Despite Mr. Weingarten's reverent tone, close readers may find themselves growing uneasy, if not alarmed, by what he reveals. Mr. Herr, the author of the lauded Vietnam memoir "Dispatches" (1968), wrote his editor that the war "goes deeper than anything my generation has known, even deeper, I'm afraid, than Kennedy's murder. No matter when it ends or how it ends, it will leave a mark on this country like the trail of slime that a sand slug leaves." A valid opinion, possibly. But he wrote these words before he left for Vietnam. Does impartiality matter? Maybe not. New Journalists make their subjectivity part of the show. Does the reference to Kennedy's murder suggest a paranoid streak? Maybe that doesn't matter either.

But three pages later, when Mr. Herr's story about an unidentified general "seen... leaving the house of a famous courtesan" is questioned by his editor at Esquire, Mr. Herr writes back in a huff: "He's fiction -- I hoped that that would be obvious."

Huh? Yet Esquire editor Harold Hayes "signed off on it," Mr. Weingarten tells us.
What happened here? Did Esquire print these stories with a headline reading: "Warning: some facts not actually true"? How many other fictional elements appeared in the work of Mr. Herr, a man (in Mr. Weingarten's words) given to "inventing composite soldiers whose personas were stitched together from what Herr observed during many zonked-out late-night bull sessions over cheap scotch and locally procured marijuana"? Should "Dispatches," which resulted from Mr. Herr's Esquire reporting, be reshelved in the fiction department?


I read "Dispatches" some years ago and, since it was not presented as anything but straight reporting, I took it as such. Apparently this use of "composites" is a regular feature of New Journalism.

We learn that "composites" -- New Journalese for "fictional characters" -- appeared regularly in Esquire, whose "best nonfiction writers were pushing their reportage into murky territory where creative interpretation mingled with straight documentation." Ah, to push into murk: the goal of every journalist. Or do only hero-journalists get to do that? Mr. Weingarten doesn't say.

Nor does he linger on the fancies of Mr. Breslin, the author of "The Gang That Couldn't Shoot Straight," the novel that suggested Mr. Weingarten's title. Mr. Breslin's colleagues at the New York Herald Tribune believed his columns about New York street life "too good to be true"; his editor described his work as full of "wild, crazy fabulations" but continued to run it.


Remember this the next time you hear that canard about the superior credibility of the mainstream media because "they've got editors." What's truly disturbing about this "creative interpretation mingled with straight documentation" of New Journalism wasn't just that these writers were often playing fast and loose with the truth, many of these "New Journalists" were also employing these dubious techniques to push their own political agendas in hopes of "making a difference."

It isn't Mr. Weingarten's purpose to fact-check the leading journalists of the 1960s and 1970s, though some young reporter out there could make a splash doing exactly that.
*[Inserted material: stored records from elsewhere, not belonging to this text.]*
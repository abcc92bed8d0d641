pub mod extension;
pub mod file_walker;

pub use extension::{validate_extension, ExtensionMatcher};
pub use file_walker::{FileEntry, FileWalker, SkippedEntry, WalkOutcome};
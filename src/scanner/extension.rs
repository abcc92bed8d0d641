use crate::config::ScanConfig;
use crate::error::{DirToolsError, Result};
use std::path::Path;

/// Extension keys and suffix matching under one case policy.
///
/// Comparison is byte-exact unless `case_insensitive` is set, in which case
/// both sides are folded to ASCII lowercase.
#[derive(Debug, Clone, Copy, Default)]
pub struct ExtensionMatcher {
    case_insensitive: bool,
}

impl ExtensionMatcher {
    pub fn new(config: &ScanConfig) -> Self {
        Self {
            case_insensitive: config.case_insensitive,
        }
    }

    /// Grouping key for a file: its last extension with the leading dot
    /// (`".txt"`), or the empty string when the file has none.
    pub fn group_key(&self, path: &Path) -> String {
        match path.extension() {
            Some(ext) => self.fold(&format!(".{}", ext.to_string_lossy())),
            None => String::new(),
        }
    }

    /// True when the file name ends with `.<extension>`.
    pub fn matches(&self, path: &Path, extension: &str) -> bool {
        let Some(name) = path.file_name() else {
            return false;
        };
        let name = self.fold(&name.to_string_lossy());
        let suffix = self.fold(&format!(".{}", extension));
        name.ends_with(&suffix)
    }

    fn fold(&self, value: &str) -> String {
        if self.case_insensitive {
            value.to_ascii_lowercase()
        } else {
            value.to_string()
        }
    }
}

/// Normalizes a user-supplied extension: one leading dot is dropped, and the
/// remainder must be a non-empty literal without separators or wildcards.
pub fn validate_extension(raw: &str) -> Result<String> {
    let invalid = |reason: &str| DirToolsError::InvalidExtension {
        extension: raw.to_string(),
        reason: reason.to_string(),
    };

    let extension = raw.trim();
    let extension = extension.strip_prefix('.').unwrap_or(extension);

    if extension.is_empty() {
        return Err(invalid("extension must not be empty"));
    }

    if extension.contains(['/', '\\']) {
        return Err(invalid("extension must not contain path separators"));
    }

    if extension.contains(['*', '?']) {
        return Err(invalid("wildcards are not supported"));
    }

    if extension.chars().any(char::is_whitespace) {
        return Err(invalid("extension must not contain whitespace"));
    }

    Ok(extension.to_string())
}

#[cfg(test)]
mod tests {
    use super::*;

    fn insensitive() -> ExtensionMatcher {
        ExtensionMatcher::new(&ScanConfig {
            case_insensitive: true,
            ..ScanConfig::default()
        })
    }

    #[test]
    fn test_group_keys() {
        let matcher = ExtensionMatcher::default();
        assert_eq!(matcher.group_key(Path::new("notes.txt")), ".txt");
        assert_eq!(matcher.group_key(Path::new("archive.tar.gz")), ".gz");
        assert_eq!(matcher.group_key(Path::new("Makefile")), "");
        assert_eq!(matcher.group_key(Path::new(".bashrc")), "");
        assert_eq!(matcher.group_key(Path::new("PHOTO.JPG")), ".JPG");
    }

    #[test]
    fn test_case_insensitive_group_keys() {
        assert_eq!(insensitive().group_key(Path::new("PHOTO.JPG")), ".jpg");
    }

    #[test]
    fn test_suffix_matching() {
        let matcher = ExtensionMatcher::default();
        assert!(matcher.matches(Path::new("/data/a.txt"), "txt"));
        assert!(matcher.matches(Path::new("/data/archive.tar.gz"), "gz"));
        assert!(matcher.matches(Path::new("/data/archive.tar.gz"), "tar.gz"));
        assert!(!matcher.matches(Path::new("/data/a.txt.bak"), "txt"));
        assert!(!matcher.matches(Path::new("/data/atxt"), "txt"));
        assert!(!matcher.matches(Path::new("/data/A.TXT"), "txt"));
    }

    #[test]
    fn test_case_insensitive_matching() {
        let matcher = insensitive();
        assert!(matcher.matches(Path::new("/data/A.TXT"), "txt"));
        assert!(matcher.matches(Path::new("/data/a.txt"), "TXT"));
    }

    #[test]
    fn test_validate_extension() {
        assert_eq!(validate_extension("txt").unwrap(), "txt");
        assert_eq!(validate_extension(".log").unwrap(), "log");
        assert_eq!(validate_extension("tar.gz").unwrap(), "tar.gz");

        for bad in ["", ".", "  ", "a/b", "a\\b", "*.txt", "t?t", "my ext"] {
            assert!(
                matches!(
                    validate_extension(bad),
                    Err(DirToolsError::InvalidExtension { .. })
                ),
                "Should reject: {:?}",
                bad
            );
        }
    }
}
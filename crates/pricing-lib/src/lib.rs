//! Core library for house price prediction
//!
//! This crate provides:
//! - Dataset loading from the house CSV table
//! - In-process estimators (gradient descent, boosted decision trees)
//! - The external neural-network predictor invoked as a child process
//! - Diagnostics and Prometheus metrics

pub mod dataset;
pub mod diagnostics;
pub mod estimators;
pub mod models;
pub mod neural;
pub mod observability;

pub use diagnostics::{Diagnostic, DiagnosticKind, DiagnosticSink, RecordingSink, RelayTarget, TracingSink};
pub use models::*;
pub use observability::PredictorMetrics;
He is content to gather and flesh out a lot of the oft-told tales about how these scribe-gods made their names. But in his telling there seem to be two kinds of New Journalist: those, like Mr. Wolfe, Gay Talese and Ms. Didion, who write like novelists because they have done so much research that they nearly achieve a novelist's omniscience; and those who have done just enough research to cover up their lies.

I gotta believe that a young reporter (or very motivated blogger) could make just as big (if not bigger) a splash by fact-checking the leading journalists of today, especially a local columnist or two who've made careers out of their "man on the street" or more accurately "man in a bar" reporting. It would be interesting to find out if these men (and women) were actually real people or merely composites or even complete fabrications. Truth may be stranger than fiction, but fiction's much easier to fit into your storyline.